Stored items
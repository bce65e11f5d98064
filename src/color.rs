// Color types and conversion utilities

use serde::Deserialize;

/// RGB color with channels in [0, 1].
///
/// Effects blend in float space so repeated decay never quantizes to a
/// stuck value; conversion to wire bytes happens once per frame.
#[derive(Debug, Clone, Copy, Default, PartialEq, Deserialize)]
pub struct Rgb {
    pub r: f32,
    pub g: f32,
    pub b: f32,
}

impl Rgb {
    pub const BLACK: Self = Self { r: 0.0, g: 0.0, b: 0.0 };
    pub const WHITE: Self = Self { r: 1.0, g: 1.0, b: 1.0 };

    pub const fn new(r: f32, g: f32, b: f32) -> Self {
        Self { r, g, b }
    }

    /// Create from 8-bit channels.
    pub fn from_u8(r: u8, g: u8, b: u8) -> Self {
        Self {
            r: r as f32 / 255.0,
            g: g as f32 / 255.0,
            b: b as f32 / 255.0,
        }
    }

    /// Create from HSV (h: 0-360, s: 0-1, v: 0-1).
    pub fn from_hsv(h: f32, s: f32, v: f32) -> Self {
        let h = h.rem_euclid(360.0);
        let s = s.clamp(0.0, 1.0);
        let v = v.clamp(0.0, 1.0);
        let c = v * s;
        let x = c * (1.0 - ((h / 60.0) % 2.0 - 1.0).abs());
        let m = v - c;
        let (r, g, b) = match (h / 60.0) as i32 {
            0 => (c, x, 0.0),
            1 => (x, c, 0.0),
            2 => (0.0, c, x),
            3 => (0.0, x, c),
            4 => (x, 0.0, c),
            _ => (c, 0.0, x),
        };
        Self::new(r + m, g + m, b + m)
    }

    /// Create from HSL (h: 0-360, s: 0-1, l: 0-1).
    ///
    /// Particle palettes are sampled in HSL so lightness can be bounded
    /// away from black independently of saturation.
    pub fn from_hsl(h: f32, s: f32, l: f32) -> Self {
        let h = h.rem_euclid(360.0);
        let s = s.clamp(0.0, 1.0);
        let l = l.clamp(0.0, 1.0);
        let c = (1.0 - (2.0 * l - 1.0).abs()) * s;
        let x = c * (1.0 - ((h / 60.0) % 2.0 - 1.0).abs());
        let m = l - c / 2.0;
        let (r, g, b) = match (h / 60.0) as i32 {
            0 => (c, x, 0.0),
            1 => (x, c, 0.0),
            2 => (0.0, c, x),
            3 => (0.0, x, c),
            4 => (x, 0.0, c),
            _ => (c, 0.0, x),
        };
        Self::new(r + m, g + m, b + m)
    }

    /// Scale all channels by a factor in [0, 1].
    pub fn scale(self, factor: f32) -> Self {
        let f = factor.clamp(0.0, 1.0);
        Self::new(self.r * f, self.g * f, self.b * f)
    }

    /// Linearly interpolate between two colors.
    pub fn lerp(a: Rgb, b: Rgb, t: f32) -> Rgb {
        let t = t.clamp(0.0, 1.0);
        Rgb::new(
            a.r + (b.r - a.r) * t,
            a.g + (b.g - a.g) * t,
            a.b + (b.b - a.b) * t,
        )
    }

    /// Move this color a fixed ratio toward a target and clamp.
    ///
    /// Applied every tick this converges exponentially on the target
    /// without leaving the valid channel range.
    pub fn mix_toward(self, target: Rgb, ratio: f32) -> Rgb {
        Rgb::lerp(self, target, ratio).clamped()
    }

    /// Clamp all channels to [0, 1].
    pub fn clamped(self) -> Self {
        Self::new(
            self.r.clamp(0.0, 1.0),
            self.g.clamp(0.0, 1.0),
            self.b.clamp(0.0, 1.0),
        )
    }

    /// Convert to wire-order RGB bytes.
    pub fn to_bytes(self) -> [u8; 3] {
        let c = self.clamped();
        [
            (c.r * 255.0).round() as u8,
            (c.g * 255.0).round() as u8,
            (c.b * 255.0).round() as u8,
        ]
    }
}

■ REQUIRED WORK: Please write out all of the records above, character for character.

■ ANSWER FOR THIS EXERCISE:
repository bce65e11f5d98064
filename src/color.rs
// Color types and conversion utilities

use serde::Deserialize;

/// RGB color with channels in [0, 1].
///
/// Effects blend in float space so repeated decay never quantizes to a
/// stuck value; conversion to wire bytes happens once per frame.
#[derive(Debug, Clone, Copy, Default, PartialEq, Deserialize)]
pub struct Rgb {
    pub r: f32,
    pub g: f32,
    pub b: f32,
}

impl Rgb {
    pub const BLACK: Self = Self { r: 0.0, g: 0.0, b: 0.0 };
    pub const WHITE: Self = Self { r: 1.0, g: 1.0, b: 1.0 };

    pub const fn new(r: f32, g: f32, b: f32) -> Self {
        Self { r, g, b }
    }

    /// Create from 8-bit channels.
    pub fn from_u8(r: u8, g: u8, b: u8) -> Self {
        Self {
            r: r as f32 / 255.0,
            g: g as f32 / 255.0,
            b: b as f32 / 255.0,
        }
    }

    /// Create from HSV (h: 0-360, s: 0-1, v: 0-1).
    pub fn from_hsv(h: f32, s: f32, v: f32) -> Self {
        let h = h.rem_euclid(360.0);
        let s = s.clamp(0.0, 1.0);
        let v = v.clamp(0.0, 1.0);
        let c = v * s;
        let x = c * (1.0 - ((h / 60.0) % 2.0 - 1.0).abs());
        let m = v - c;
        let (r, g, b) = match (h / 60.0) as i32 {
            0 => (c, x, 0.0),
            1 => (x, c, 0.0),
            2 => (0.0, c, x),
            3 => (0.0, x, c),
            4 => (x, 0.0, c),
            _ => (c, 0.0, x),
        };
        Self::new(r + m, g + m, b + m)
    }

    /// Create from HSL (h: 0-360, s: 0-1, l: 0-1).
    ///
    /// Particle palettes are sampled in HSL so lightness can be bounded
    /// away from black independently of saturation.
    pub fn from_hsl(h: f32, s: f32, l: f32) -> Self {
        let h = h.rem_euclid(360.0);
        let s = s.clamp(0.0, 1.0);
        let l = l.clamp(0.0, 1.0);
        let c = (1.0 - (2.0 * l - 1.0).abs()) * s;
        let x = c * (1.0 - ((h / 60.0) % 2.0 - 1.0).abs());
        let m = l - c / 2.0;
        let (r, g, b) = match (h / 60.0) as i32 {
            0 => (c, x, 0.0),
            1 => (x, c, 0.0),
            2 => (0.0, c, x),
            3 => (0.0, x, c),
            4 => (x, 0.0, c),
            _ => (c, 0.0, x),
        };
        Self::new(r + m, g + m, b + m)
    }

    /// Scale all channels by a factor in [0, 1].
    pub fn scale(self, factor: f32) -> Self {
        let f = factor.clamp(0.0, 1.0);
        Self::new(self.r * f, self.g * f, self.b * f)
    }

    /// Linearly interpolate between two colors.
    pub fn lerp(a: Rgb, b: Rgb, t: f32) -> Rgb {
        let t = t.clamp(0.0, 1.0);
        Rgb::new(
            a.r + (b.r - a.r) * t,
            a.g + (b.g - a.g) * t,
            a.b + (b.b - a.b) * t,
        )
    }

    /// Move this color a fixed ratio toward a target and clamp.
    ///
    /// Applied every tick this converges exponentially on the target
    /// without leaving the valid channel range.
    pub fn mix_toward(self, target: Rgb, ratio: f32) -> Rgb {
        Rgb::lerp(self, target, ratio).clamped()
    }

    /// Clamp all channels to [0, 1].
    pub fn clamped(self) -> Self {
        Self::new(
            self.r.clamp(0.0, 1.0),
            self.g.clamp(0.0, 1.0),
            self.b.clamp(0.0, 1.0),
        )
    }

    /// Convert to wire-order RGB bytes.
    pub fn to_bytes(self) -> [u8; 3] {
        let c = self.clamped();
        [
            (c.r * 255.0).round() as u8,
            (c.g * 255.0).round() as u8,
            (c.b * 255.0).round() as u8,
        ]
    }
}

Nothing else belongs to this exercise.